41. HOUSE OF CARDS

3.6K 245 327
                                    

W pokoju było jeszcze dosyć ciemno, kiedy V uniósł swoje ciężkie powieki

Ups! Ten obraz nie jest zgodny z naszymi wytycznymi. Aby kontynuować, spróbuj go usunąć lub użyć innego.

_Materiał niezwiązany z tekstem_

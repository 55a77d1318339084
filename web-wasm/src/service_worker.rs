//! Service Worker登録
//!
//! 登録結果はログに出すだけで、アプリの動作には影響させない

use wasm_bindgen_futures::{spawn_local, JsFuture};

use crate::config::SERVICE_WORKER_URL;

pub fn register() {
    let Some(window) = web_sys::window() else {
        return;
    };
    let container = window.navigator().service_worker();

    spawn_local(async move {
        match JsFuture::from(container.register(SERVICE_WORKER_URL)).await {
            Ok(_) => log::info!("Service Worker registered: {}", SERVICE_WORKER_URL),
            Err(e) => log::warn!("Service Worker registration failed: {:?}", e),
        }
    });
}
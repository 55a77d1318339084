use crate::error::{ExtractorError, Result};
use pdf_extractor_common::{DEFAULT_EXTRACT_API_URL, EXTRACT_API_URL_ENV};
use serde::{Deserialize, Serialize};
use std::path::{Path, PathBuf};

#[derive(Debug, Clone, Serialize, Deserialize, Default, PartialEq)]
pub struct Config {
    #[serde(default)]
    pub endpoint: Option<String>,
    #[serde(default)]
    pub default_keyword: Option<String>,
}

impl Config {
    pub fn load() -> Result<Self> {
        Self::load_from(&Self::config_path()?)
    }

    pub fn load_from(path: &Path) -> Result<Self> {
        if path.exists() {
            let content = std::fs::read_to_string(path)?;
            let config: Config = serde_json::from_str(&content)?;
            Ok(config)
        } else {
            Ok(Self::default())
        }
    }

    pub fn save(&self) -> Result<()> {
        self.save_to(&Self::config_path()?)
    }

    pub fn save_to(&self, path: &Path) -> Result<()> {
        if let Some(parent) = path.parent() {
            std::fs::create_dir_all(parent)?;
        }

        let content = serde_json::to_string_pretty(self)?;
        std::fs::write(path, content)?;
        Ok(())
    }

    pub fn config_path() -> Result<PathBuf> {
        let home = dirs::home_dir()
            .ok_or_else(|| ExtractorError::Config("ホームディレクトリが見つかりません".into()))?;
        Ok(home.join(".config").join("pdf-extractor").join("config.json"))
    }

    /// 抽出APIのURL
    ///
    /// 優先順位: 引数 > 環境変数 > 設定ファイル > デフォルト
    pub fn resolve_endpoint(&self, flag: Option<&str>) -> String {
        let from_env = std::env::var(EXTRACT_API_URL_ENV).ok();
        Self::pick_endpoint(flag, from_env.as_deref(), self.endpoint.as_deref())
    }

    fn pick_endpoint(flag: Option<&str>, env: Option<&str>, saved: Option<&str>) -> String {
        [flag, env, saved]
            .into_iter()
            .flatten()
            .map(str::trim)
            .find(|url| !url.is_empty())
            .unwrap_or(DEFAULT_EXTRACT_API_URL)
            .to_string()
    }

    pub fn set_endpoint(&mut self, url: String) -> Result<()> {
        let url = url.trim().to_string();
        if !(url.starts_with("http://") || url.starts_with("https://")) {
            return Err(ExtractorError::Config(format!(
                "URLは http:// または https:// で始めてください: {}",
                url
            )));
        }
        self.endpoint = Some(url);
        Ok(())
    }

    pub fn set_default_keyword(&mut self, keyword: String) {
        let keyword = keyword.trim().to_string();
        self.default_keyword = (!keyword.is_empty()).then_some(keyword);
    }
}
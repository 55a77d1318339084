//! UIコンポーネント

pub mod header;
pub mod upload_area;
pub mod busy_indicator;
pub mod extracted_content;
pub mod fullscreen_viewer;
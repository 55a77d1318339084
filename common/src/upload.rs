//! アップロード制御
//!
//! 選択中のPDF1件と処理中フラグを持ち、抽出APIへの送信と結果の正規化を行う。
//! 送信は同時に1件のみ。処理中の再送信はキューに積まずに拒否する。

use std::cell::RefCell;
use std::rc::Rc;

use crate::error::{Error, Result};
use crate::parser::{backend_failure, normalize_response};
use crate::types::{ExtractedData, UploadStatus};

/// 抽出APIのデフォルトURL
pub const DEFAULT_EXTRACT_API_URL: &str = "http://localhost:8000/extract-text";

/// 抽出API URLを上書きする環境変数
pub const EXTRACT_API_URL_ENV: &str = "PDF_EXTRACT_API_URL";

/// HTTPレスポンス（ステータスと本文のみ）
#[derive(Debug, Clone, PartialEq, Eq)]
pub struct HttpReply {
    pub status: u16,
    pub body: String,
}

impl HttpReply {
    pub fn new(status: u16, body: impl Into<String>) -> Self {
        Self {
            status,
            body: body.into(),
        }
    }

    pub fn is_success(&self) -> bool {
        (200..300).contains(&self.status)
    }
}

/// 抽出APIへの送信手段
///
/// ブラウザでは `fetch`、CLIでは `reqwest` で実装する。
/// 通信自体の失敗は `Err(詳細)`、HTTPエラーは `Ok(HttpReply)` として返す。
#[allow(async_fn_in_trait)]
pub trait ExtractClient {
    type File: Clone;

    /// multipart/form-data で `file` と任意の `keyword` を資格情報付きでPOSTする
    async fn post_pdf(
        &self,
        file: &Self::File,
        keyword: Option<&str>,
    ) -> std::result::Result<HttpReply, String>;
}

/// PDFファイルか判定（MIMEタイプまたは拡張子）
pub fn is_pdf(file_name: &str, mime_type: &str) -> bool {
    mime_type.eq_ignore_ascii_case("application/pdf")
        || file_name.to_ascii_lowercase().ends_with(".pdf")
}

pub fn validate_pdf(file_name: &str, mime_type: &str) -> Result<()> {
    if is_pdf(file_name, mime_type) {
        Ok(())
    } else {
        Err(Error::NotPdf(file_name.to_string()))
    }
}

/// 前後の空白を除き、空ならキーワードなしとする
pub fn normalize_keyword(keyword: &str) -> Option<&str> {
    let trimmed = keyword.trim();
    (!trimmed.is_empty()).then_some(trimmed)
}

/// 1回分の送信と正規化
pub async fn extract<C: ExtractClient>(
    client: &C,
    file: &C::File,
    keyword: Option<&str>,
) -> Result<ExtractedData> {
    let reply = client
        .post_pdf(file, keyword)
        .await
        .map_err(Error::Transport)?;

    if !reply.is_success() {
        return Err(backend_failure(reply.status, &reply.body));
    }

    normalize_response(&reply.body)
}

/// アップロードセッション
pub struct UploadSession<F> {
    selected_file: Option<F>,
    busy: bool,
    last_error: Option<String>,
}

impl<F> Default for UploadSession<F> {
    fn default() -> Self {
        Self {
            selected_file: None,
            busy: false,
            last_error: None,
        }
    }
}

impl<F: Clone> UploadSession<F> {
    pub fn new() -> Self {
        Self::default()
    }

    /// ファイルを選択（次に選択されるまで保持）
    pub fn select(&mut self, file: F) {
        self.selected_file = Some(file);
        self.last_error = None;
    }

    pub fn report_error(&mut self, error: &Error) {
        self.last_error = Some(error.to_string());
    }

    /// 送信開始。処理中なら状態を変えずに `Busy`、未選択ならエラーを記録する
    pub fn begin(&mut self) -> Result<F> {
        if self.busy {
            return Err(Error::Busy);
        }
        let Some(file) = self.selected_file.clone() else {
            let error = Error::NoFileSelected;
            self.report_error(&error);
            return Err(error);
        };
        self.busy = true;
        self.last_error = None;
        Ok(file)
    }

    /// 送信完了
    pub fn finish(&mut self, outcome: &Result<ExtractedData>) {
        self.busy = false;
        self.last_error = match outcome {
            Ok(_) => None,
            Err(error) => Some(error.to_string()),
        };
    }

    /// 結果を受け取らずに処理中フラグだけ戻す
    pub fn release(&mut self) {
        self.busy = false;
    }

    pub fn status(&self) -> UploadStatus {
        UploadStatus {
            busy: self.busy,
            last_error: self.last_error.clone(),
            has_file: self.selected_file.is_some(),
        }
    }
}

type StatusListener = Rc<dyn Fn(&UploadStatus)>;

/// アップロードコントローラー
///
/// シングルスレッド前提。内部状態の借用は `.await` をまたがない。
pub struct UploadController<C: ExtractClient> {
    client: Rc<C>,
    session: Rc<RefCell<UploadSession<C::File>>>,
    listener: Option<StatusListener>,
}

impl<C: ExtractClient> Clone for UploadController<C> {
    fn clone(&self) -> Self {
        Self {
            client: Rc::clone(&self.client),
            session: Rc::clone(&self.session),
            listener: self.listener.clone(),
        }
    }
}

impl<C: ExtractClient> UploadController<C> {
    pub fn new(client: C) -> Self {
        Self {
            client: Rc::new(client),
            session: Rc::new(RefCell::new(UploadSession::new())),
            listener: None,
        }
    }

    /// 状態遷移のたびに呼ばれるリスナーを登録
    pub fn with_status_listener(mut self, listener: impl Fn(&UploadStatus) + 'static) -> Self {
        self.listener = Some(Rc::new(listener));
        self
    }

    pub fn status(&self) -> UploadStatus {
        self.session.borrow().status()
    }

    pub fn select(&self, file: C::File) {
        self.session.borrow_mut().select(file);
        self.notify();
    }

    pub fn report_error(&self, error: &Error) {
        self.session.borrow_mut().report_error(error);
        self.notify();
    }

    /// 選択中のPDFを送信する
    ///
    /// 処理中の呼び出しは通信せず `Err(Error::Busy)` を返す。
    /// 失敗時も以前の抽出結果には触れない（呼び出し側が成功時のみ置き換える）。
    pub async fn submit(&self, keyword: Option<&str>) -> Result<ExtractedData> {
        let begun = self.session.borrow_mut().begin();
        let file = match begun {
            Ok(file) => file,
            Err(Error::Busy) => {
                log::debug!("upload already in flight; ignoring submission");
                return Err(Error::Busy);
            }
            Err(error) => {
                log::warn!("upload rejected: {}", error);
                self.notify();
                return Err(error);
            }
        };
        self.notify();
        log::info!("uploading PDF (keyword: {:?})", keyword);

        let in_flight = InFlight {
            controller: self,
            finished: false,
        };
        let outcome = extract(self.client.as_ref(), &file, keyword).await;
        match &outcome {
            Ok(data) => log::info!(
                "extraction succeeded: {} chars of text, {} images",
                data.text.len(),
                data.image_count()
            ),
            Err(error) => log::error!("extraction failed: {:?}", error),
        }
        in_flight.finish(&outcome);
        outcome
    }

    fn notify(&self) {
        if let Some(listener) = &self.listener {
            let status = self.status();
            listener(&status);
        }
    }
}

/// 処理中フラグの解放を保証する
///
/// 送信中のFutureが破棄された場合もDropで解放する
struct InFlight<'a, C: ExtractClient> {
    controller: &'a UploadController<C>,
    finished: bool,
}

impl<C: ExtractClient> InFlight<'_, C> {
    fn finish(mut self, outcome: &Result<ExtractedData>) {
        self.controller.session.borrow_mut().finish(outcome);
        self.finished = true;
        self.controller.notify();
    }
}

impl<C: ExtractClient> Drop for InFlight<'_, C> {
    fn drop(&mut self) {
        if !self.finished {
            log::warn!("upload dropped before completion; releasing busy flag");
            self.controller.session.borrow_mut().release();
            self.controller.notify();
        }
    }
}
//! メインアプリケーションコンポーネント
//!
//! 抽出結果と全画面表示の状態はここだけが持つ

use std::sync::Arc;

use leptos::prelude::*;
use pdf_extractor_common::{ExtractedData, ViewerState};

use crate::components::{
    extracted_content::ExtractedContent,
    fullscreen_viewer::FullscreenViewer,
    header::Header,
    upload_area::UploadArea,
};

#[component]
pub fn App() -> impl IntoView {
    let state = RwSignal::new(ViewerState::default());
    // 全画面の開閉では同じArcを指すので再描画されない
    let data = Memo::new(move |_| state.with(|s| Arc::clone(s.data())));

    // 成功時のみ結果を置き換える（全画面表示は閉じる）
    let on_extracted = move |data: ExtractedData| {
        state.update(|s| s.replace_data(data));
    };

    let on_open = move |index: usize| {
        state.update(|s| {
            if let Err(e) = s.open_fullscreen(index) {
                log::warn!("fullscreen not opened: {}", e);
            }
        });
    };

    let on_close = move || {
        state.update(|s| s.close_fullscreen());
    };

    view! {
        <div class="container">
            <Header />

            <UploadArea on_extracted=on_extracted />

            <ExtractedContent data=data on_open=on_open />

            <Show when=move || state.with(|s| s.is_fullscreen_open())>
                {move || {
                    let (data, open_index) = state.with_untracked(|s| {
                        (Arc::clone(s.data()), s.open_index().unwrap_or_default())
                    });
                    view! {
                        <FullscreenViewer
                            data=data
                            open_index=open_index
                            on_close=on_close
                        />
                    }
                }}
            </Show>
        </div>
    }
}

W pokoju było jeszcze dosyć ciemno, kiedy V uniósł swoje ciężkie powieki. Był zaspany. Po emocjach wczorajszego dnia i seksie z Jungkookiem był wyczerpany, przez co spał jak dziecko. Nie obudził się ani razu tej nocy. Dopiero teraz jakiś hałas wyrwał go ze snu. Przekręcił się na bok, chcąc się wtulić w nagie i gorące ciało bruneta, ale kiedy to zrobił, dostrzegł, że znowu leży w łóżku sam. Ściągnął swoje brwi razem. Wczoraj również obudził się w łóżku sam. Nie podobało mu się to. Odruchowo wyciągnął dłoń przed siebie i położył ją na miejscu, gdzie powinien znajdować się jego ukochany. Kiedy poczuł, że prześcieradło wciąż nosi znamiona ciepła, uspokoił się nieco.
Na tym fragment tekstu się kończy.